Problem requirements:
Output the data that follows exactly, line for line.
───── Records supplied ─────
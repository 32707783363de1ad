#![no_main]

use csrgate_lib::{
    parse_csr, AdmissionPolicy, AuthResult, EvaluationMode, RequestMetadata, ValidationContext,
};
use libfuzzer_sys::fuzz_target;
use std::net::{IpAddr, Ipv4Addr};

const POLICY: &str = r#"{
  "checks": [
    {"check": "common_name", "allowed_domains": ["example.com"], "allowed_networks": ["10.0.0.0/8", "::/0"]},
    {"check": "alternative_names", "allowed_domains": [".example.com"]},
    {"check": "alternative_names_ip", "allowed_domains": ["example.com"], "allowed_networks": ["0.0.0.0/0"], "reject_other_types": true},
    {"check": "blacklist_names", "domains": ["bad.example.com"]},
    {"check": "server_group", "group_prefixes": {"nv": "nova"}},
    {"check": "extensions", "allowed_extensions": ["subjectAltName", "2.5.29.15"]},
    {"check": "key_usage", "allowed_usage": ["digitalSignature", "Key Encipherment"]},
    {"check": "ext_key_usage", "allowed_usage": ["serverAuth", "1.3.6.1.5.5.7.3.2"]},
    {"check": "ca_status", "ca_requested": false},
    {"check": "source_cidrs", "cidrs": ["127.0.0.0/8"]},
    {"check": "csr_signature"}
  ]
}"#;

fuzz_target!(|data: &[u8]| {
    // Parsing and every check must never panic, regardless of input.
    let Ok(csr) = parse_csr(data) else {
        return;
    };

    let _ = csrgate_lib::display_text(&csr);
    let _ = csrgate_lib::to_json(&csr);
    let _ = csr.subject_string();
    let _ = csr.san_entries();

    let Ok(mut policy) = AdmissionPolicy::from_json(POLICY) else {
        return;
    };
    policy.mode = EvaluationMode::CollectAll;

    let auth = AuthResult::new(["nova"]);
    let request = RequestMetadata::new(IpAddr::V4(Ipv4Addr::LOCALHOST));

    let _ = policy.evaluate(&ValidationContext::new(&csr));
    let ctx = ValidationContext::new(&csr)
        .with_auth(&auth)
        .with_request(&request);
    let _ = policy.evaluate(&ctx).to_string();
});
─────
Answer for this exercise:
repository 32707783363de1ad
#![no_main]

use csrgate_lib::{
    parse_csr, AdmissionPolicy, AuthResult, EvaluationMode, RequestMetadata, ValidationContext,
};
use libfuzzer_sys::fuzz_target;
use std::net::{IpAddr, Ipv4Addr};

const POLICY: &str = r#"{
  "checks": [
    {"check": "common_name", "allowed_domains": ["example.com"], "allowed_networks": ["10.0.0.0/8", "::/0"]},
    {"check": "alternative_names", "allowed_domains": [".example.com"]},
    {"check": "alternative_names_ip", "allowed_domains": ["example.com"], "allowed_networks": ["0.0.0.0/0"], "reject_other_types": true},
    {"check": "blacklist_names", "domains": ["bad.example.com"]},
    {"check": "server_group", "group_prefixes": {"nv": "nova"}},
    {"check": "extensions", "allowed_extensions": ["subjectAltName", "2.5.29.15"]},
    {"check": "key_usage", "allowed_usage": ["digitalSignature", "Key Encipherment"]},
    {"check": "ext_key_usage", "allowed_usage": ["serverAuth", "1.3.6.1.5.5.7.3.2"]},
    {"check": "ca_status", "ca_requested": false},
    {"check": "source_cidrs", "cidrs": ["127.0.0.0/8"]},
    {"check": "csr_signature"}
  ]
}"#;

fuzz_target!(|data: &[u8]| {
    // Parsing and every check must never panic, regardless of input.
    let Ok(csr) = parse_csr(data) else {
        return;
    };

    let _ = csrgate_lib::display_text(&csr);
    let _ = csrgate_lib::to_json(&csr);
    let _ = csr.subject_string();
    let _ = csr.san_entries();

    let Ok(mut policy) = AdmissionPolicy::from_json(POLICY) else {
        return;
    };
    policy.mode = EvaluationMode::CollectAll;

    let auth = AuthResult::new(["nova"]);
    let request = RequestMetadata::new(IpAddr::V4(Ipv4Addr::LOCALHOST));

    let _ = policy.evaluate(&ValidationContext::new(&csr));
    let ctx = ValidationContext::new(&csr)
        .with_auth(&auth)
        .with_request(&request);
    let _ = policy.evaluate(&ctx).to_string();
});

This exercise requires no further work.